Most summer nights on the Nitschke practice field, in front of thousands of loyal Packers fans, the best player in the NFL is on display.

Quarterback Aaron Rodgers is the man, and he’s come back from his Super Bowl run actually physically stronger than he’s ever been. Whenever he has to fit a pass into a tight space, it’s a bullet, smack on target. And he still has that Brett Favre-like touch to drop in a deep throw whenever necessary.

“You know I’m prejudiced,” Packers coach Mike McCarthy said when asked directly if he’s developed the best.

“But I have too much respect for what Tom Brady and Peyton Manning have accomplished to say Aaron’s the best. But I know Aaron’s very good. When you don’t see players for months like we did (because of the lockout), I was really impressed with how he showed up in camp in such great shape. He’s ready to go.”

What is most critical about Rodgers’ emergence is how much he has improved when the pocket breaks down.
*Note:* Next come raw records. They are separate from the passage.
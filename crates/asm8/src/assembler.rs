//! Public assembler API: builder pattern and one-shot assembly.
//!
//! This module ties together the lexer, parser, layout pass and encoder
//! into a fluent API for assembling code.

use alloc::format;
use alloc::string::String;
use alloc::vec::Vec;

use crate::encoder;
use crate::error::AsmError;
use crate::image::{ImageBuilder, ProgramImage};
use crate::ir::*;
use crate::parser;
use crate::resolver;

/// The result of a successful assembly operation.
#[derive(Debug, Clone)]
#[cfg_attr(feature = "serde", derive(serde::Serialize, serde::Deserialize))]
#[must_use]
pub struct AssemblyResult {
    /// The assembled program.
    image: ProgramImage,
    /// Global label addresses, sorted by address.
    labels: Vec<(String, u16)>,
    /// Rendered listing lines, one per statement (empty unless enabled).
    listing: Vec<String>,
}

impl AssemblyResult {
    /// The program image.
    ///
    /// # Examples
    ///
    /// ```
    /// use asm8::Assembler;
    ///
    /// let mut asm = Assembler::new();
    /// asm.emit("ldi r0, 0x00")?;
    /// let result = asm.finish()?;
    /// assert_eq!(result.image().get(0), Some(0x0018));
    /// # Ok::<(), asm8::AsmError>(())
    /// ```
    pub fn image(&self) -> &ProgramImage {
        &self.image
    }

    /// Consume and return the program image.
    pub fn into_image(self) -> ProgramImage {
        self.image
    }

    /// Flat little-endian bytes from address 0, gaps filled with `fill`.
    ///
    /// # Examples
    ///
    /// ```
    /// use asm8::Assembler;
    ///
    /// let mut asm = Assembler::new();
    /// asm.emit(".org 2\nhalt")?;
    /// let result = asm.finish()?;
    /// assert_eq!(result.to_bytes(0xFF), [0xFF, 0xFF, 0x09, 0x00]);
    /// # Ok::<(), asm8::AsmError>(())
    /// ```
    pub fn to_bytes(&self, fill: u8) -> Vec<u8> {
        self.image.to_bytes(fill)
    }

    /// Global labels and their addresses, sorted by address.
    ///
    /// # Examples
    ///
    /// ```
    /// use asm8::Assembler;
    ///
    /// let mut asm = Assembler::new();
    /// asm.emit("start: nop\nloop: j loop")?;
    /// let result = asm.finish()?;
    /// assert_eq!(
    ///     result.labels(),
    ///     &[(String::from("start"), 0), (String::from("loop"), 2)]
    /// );
    /// # Ok::<(), asm8::AsmError>(())
    /// ```
    pub fn labels(&self) -> &[(String, u16)] {
        &self.labels
    }

    /// Look up a global label's address.
    pub fn label_address(&self, name: &str) -> Option<u16> {
        self.labels
            .iter()
            .find(|(n, _)| n == name)
            .map(|&(_, addr)| addr)
    }

    /// Human-readable listing, one line per source statement.
    ///
    /// Empty unless [`Assembler::enable_listing`] was called.
    ///
    /// ```text
    /// 0000:        start:
    /// 0000:  2A18  ldi      r0, 0x2A
    /// 0002:  FE09  j        start  # -> 0000
    /// ```
    pub fn listing(&self) -> String {
        let mut out = String::new();
        for line in &self.listing {
            out.push_str(line);
            out.push('\n');
        }
        out
    }
}

/// Configurable resource limits for defense against pathological input.
///
/// All limits default to values far beyond what fits in a 64 KiB program.
///
/// # Examples
///
/// ```rust
/// use asm8::{Assembler, AsmError, ResourceLimits};
///
/// let mut asm = Assembler::new();
/// asm.limits(ResourceLimits {
///     max_statements: 2,
///     ..ResourceLimits::default()
/// });
/// let err = asm.emit("nop\nnop\nnop").unwrap_err();
/// assert!(matches!(err, AsmError::ResourceLimitExceeded { .. }));
/// ```
#[derive(Debug, Clone, Copy, PartialEq, Eq)]
#[cfg_attr(feature = "serde", derive(serde::Serialize, serde::Deserialize))]
pub struct ResourceLimits {
    /// Maximum input source bytes per `emit()` call. Default: 64 MiB.
    pub max_source_bytes: usize,
    /// Maximum number of parsed statements across all `emit()` calls.
    /// Default: 1,000,000.
    pub max_statements: usize,
    /// Maximum number of label definitions (global and local).
    /// Default: 100,000.
    pub max_labels: usize,
}

impl Default for ResourceLimits {
    fn default() -> Self {
        Self {
            max_source_bytes: 64 * 1024 * 1024,
            max_statements: 1_000_000,
            max_labels: 100_000,
        }
    }
}

/// Builder-pattern assembler.
///
/// Every `emit()` call adds source text to one assembly unit; labels are
/// shared across calls. Nothing is resolved until [`finish`](Self::finish).
///
/// # Examples
///
/// ```rust
/// use asm8::Assembler;
///
/// let mut asm = Assembler::new();
/// asm.emit("ldi r0, 1").unwrap();
/// asm.emit("loop: addi r0, 1\nb.nc loop").unwrap();
/// let result = asm.finish().unwrap();
/// assert_eq!(result.image().len(), 3);
/// ```
#[derive(Debug, Default)]
pub struct Assembler {
    statements: Vec<Statement>,
    /// Whether to render listing lines in `finish()`.
    /// Off by default to avoid per-statement String allocations.
    listing_enabled: bool,
    resource_limits: ResourceLimits,
    statement_count: usize,
    label_count: usize,
    /// Accepted `emit` calls; the next one becomes source number `sources`.
    sources: u32,
}

impl Assembler {
    /// Create an empty assembler with default limits.
    pub fn new() -> Self {
        Self::default()
    }

    /// Set resource limits for defense against pathological inputs.
    ///
    /// See [`ResourceLimits`] for the available limits and their defaults.
    pub fn limits(&mut self, limits: ResourceLimits) -> &mut Self {
        self.resource_limits = limits;
        self
    }

    /// Render a listing during `finish()`, see [`AssemblyResult::listing`].
    pub fn enable_listing(&mut self) -> &mut Self {
        self.listing_enabled = true;
        self
    }

    /// Parse assembly source text and add it to the unit.
    ///
    /// Spans in the parsed text, and in any error it causes later, carry the
    /// index of this call among the accepted ones (see
    /// [`AsmError::with_sources`]).
    ///
    /// # Errors
    ///
    /// Returns [`AsmError`] on lexical or syntax errors, or if resource
    /// limits are exceeded.
    pub fn emit(&mut self, source: &str) -> Result<&mut Self, AsmError> {
        if source.len() > self.resource_limits.max_source_bytes {
            return Err(AsmError::ResourceLimitExceeded {
                resource: String::from("source bytes"),
                limit: self.resource_limits.max_source_bytes,
            });
        }
        let index = self.sources;
        let mut statements = parser::parse_str(source).map_err(|e| e.in_source(index))?;

        // Counters only move once the whole emit is accepted.
        let statement_count = self.statement_count + statements.len();
        if statement_count > self.resource_limits.max_statements {
            return Err(AsmError::ResourceLimitExceeded {
                resource: String::from("statements"),
                limit: self.resource_limits.max_statements,
            });
        }
        let label_count = self.label_count
            + statements
                .iter()
                .filter(|s| matches!(s, Statement::Label(_)))
                .count();
        if label_count > self.resource_limits.max_labels {
            return Err(AsmError::ResourceLimitExceeded {
                resource: String::from("labels"),
                limit: self.resource_limits.max_labels,
            });
        }

        tracing::debug!(statements = statements.len(), "parsed source");
        self.statement_count = statement_count;
        self.label_count = label_count;
        self.sources += 1;
        if index > 0 {
            for stmt in &mut statements {
                stamp_source(stmt, index);
            }
        }
        self.statements.extend(statements);
        Ok(self)
    }

    /// Number of statements collected so far.
    pub fn statement_count(&self) -> usize {
        self.statements.len()
    }

    /// Discard all collected source, keeping limits and options.
    pub fn reset(&mut self) -> &mut Self {
        self.statements.clear();
        self.statement_count = 0;
        self.label_count = 0;
        self.sources = 0;
        self
    }

    /// Resolve labels, encode every instruction and build the image.
    ///
    /// # Errors
    ///
    /// Returns the first [`AsmError`] found: a duplicate or unresolved
    /// label, an operand out of range, or overlapping instructions.
    pub fn finish(mut self) -> Result<AssemblyResult, AsmError> {
        tracing::debug!(statements = self.statements.len(), "layout pass");
        let symbols = resolver::layout(&mut self.statements)?;
        tracing::debug!(
            globals = symbols.global_count(),
            locals = symbols.local_count(),
            "layout done"
        );

        let mut image = ImageBuilder::new();
        let mut listing = Vec::new();
        for stmt in &self.statements {
            match stmt {
                Statement::Instruction(instr) => {
                    let Some(address) = instr.address else {
                        continue;
                    };
                    let encoded = encoder::encode_instruction(instr, address, &symbols)?;
                    tracing::trace!(
                        address,
                        word = encoded.word,
                        instruction = %instr,
                        "encoded"
                    );
                    image.place(address, encoded.word, instr.span)?;
                    if self.listing_enabled {
                        listing.push(instruction_line(instr, address, encoded));
                    }
                }
                Statement::Label(label) if self.listing_enabled => {
                    listing.push(format!(
                        "{:04X}:        {}",
                        label.address.unwrap_or_default(),
                        stmt
                    ));
                }
                Statement::Org(org) if self.listing_enabled => {
                    listing.push(format!("{:04X}:        {}", org.target.value, stmt));
                }
                _ => {}
            }
        }
        tracing::debug!(words = image.len(), "encode pass done");

        Ok(AssemblyResult {
            image: image.finish(),
            labels: symbols.globals_by_address(),
            listing,
        })
    }
}

fn stamp_source(stmt: &mut Statement, source: u32) {
    match stmt {
        Statement::Label(label) => label.span = label.span.in_source(source),
        Statement::Org(org) => org.span = org.span.in_source(source),
        Statement::Instruction(instr) => {
            instr.span = instr.span.in_source(source);
            for operand in &mut instr.operands {
                operand.span = operand.span.in_source(source);
            }
        }
    }
}

fn instruction_line(instr: &Instruction, address: u16, encoded: encoder::Encoded) -> String {
    let mnemonic = format!("{}", instr.mnemonic());
    let operands = format!("{}", instr.operand_text());
    let mut line = if operands.is_empty() {
        format!("{:04X}:  {:04X}  {}", address, encoded.word, mnemonic)
    } else {
        format!(
            "{:04X}:  {:04X}  {:<9}{}",
            address, encoded.word, mnemonic, operands
        )
    };
    if let Some(target) = encoded.target {
        line.push_str(&format!("  # -> {:04X}", target));
    }
    line
}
In 2009, he was sacked 50 times and struggled to find escape routes. McCarthy figures there are 90 plays a season when a quarterback has to transition out of the pocket. Last season the sacks were down, but Rodgers also made many positive plays with either his legs or his accurate arm while escaping the rush.
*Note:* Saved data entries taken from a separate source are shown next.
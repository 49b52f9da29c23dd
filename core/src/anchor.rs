//! Line → statement index used to pair comments with the code they sit on.

use std::collections::HashMap;

use crate::syntax::SourceNode;

/// Maps a 1-based line to the tracked statement that starts on it.
///
/// When several tracked statements start on one line, the one visited last
/// in pre-order wins, which is usually the innermost.
#[derive(Debug, Default)]
pub struct LineAnchorIndex<'a> {
    lines: HashMap<usize, &'a SourceNode>,
}

impl<'a> LineAnchorIndex<'a> {
    pub fn build(root: &'a SourceNode) -> Self {
        let mut lines = HashMap::new();
        root.walk(&mut |node| {
            if node.kind.anchor().is_some() {
                lines.insert(node.line, node);
            }
        });
        Self { lines }
    }

    pub fn get(&self, line: usize) -> Option<&'a SourceNode> {
        self.lines.get(&line).copied()
    }

    pub fn len(&self) -> usize {
        self.lines.len()
    }

    pub fn is_empty(&self) -> bool {
        self.lines.is_empty()
    }
}

#[cfg(test)]
mod tests {
    use super::*;
    use crate::syntax::NodeKind;

    fn sample() -> SourceNode {
        SourceNode::new(NodeKind::Other, 1).with_children(vec![
            SourceNode::new(NodeKind::Function, 1).with_children(vec![
                SourceNode::ident("main", 1),
                SourceNode::new(NodeKind::Assignment, 3)
                    .with_children(vec![SourceNode::ident("value", 3)]),
                SourceNode::new(NodeKind::ExprStmt, 5).with_children(vec![
                    SourceNode::new(NodeKind::Conditional, 5),
                ]),
                SourceNode::new(NodeKind::Return, 8),
            ]),
        ])
    }

    #[test]
    fn records_every_tracked_start_line() {
        let tree = sample();
        let index = LineAnchorIndex::build(&tree);
        let mut tracked = Vec::new();
        tree.walk(&mut |node| {
            if node.kind.anchor().is_some() {
                tracked.push(node.line);
            }
        });
        for line in tracked {
            assert!(index.get(line).is_some(), "line {line} missing");
        }
        assert_eq!(index.len(), 4);
    }

    #[test]
    fn later_node_on_same_line_wins() {
        let tree = sample();
        let index = LineAnchorIndex::build(&tree);
        assert_eq!(index.get(5).map(|n| &n.kind), Some(&NodeKind::Conditional));
    }

    #[test]
    fn leaves_and_structural_nodes_are_not_anchors() {
        let tree = SourceNode::new(NodeKind::Other, 2)
            .with_children(vec![SourceNode::ident("x", 2), SourceNode::string("hello", 4)]);
        let index = LineAnchorIndex::build(&tree);
        assert!(index.is_empty());
        assert!(index.get(4).is_none());
    }
}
“We practice those plays all the time — what to do, where to go, and that’s an area in which Aaron really improved last season,” McCarthy said.

Rodgers, who has passed for 86 touchdowns in 47 starts, took off 64 times last season for a career-high 356 yards. He has scored 13 touchdowns while on the run.

The other special thing about the Packers, although this may sound impossible, is that they seem to have found more rookies who are as fast as their elders. They appear to have had another great draft class thanks to GM Ted Thompson and his personnel department.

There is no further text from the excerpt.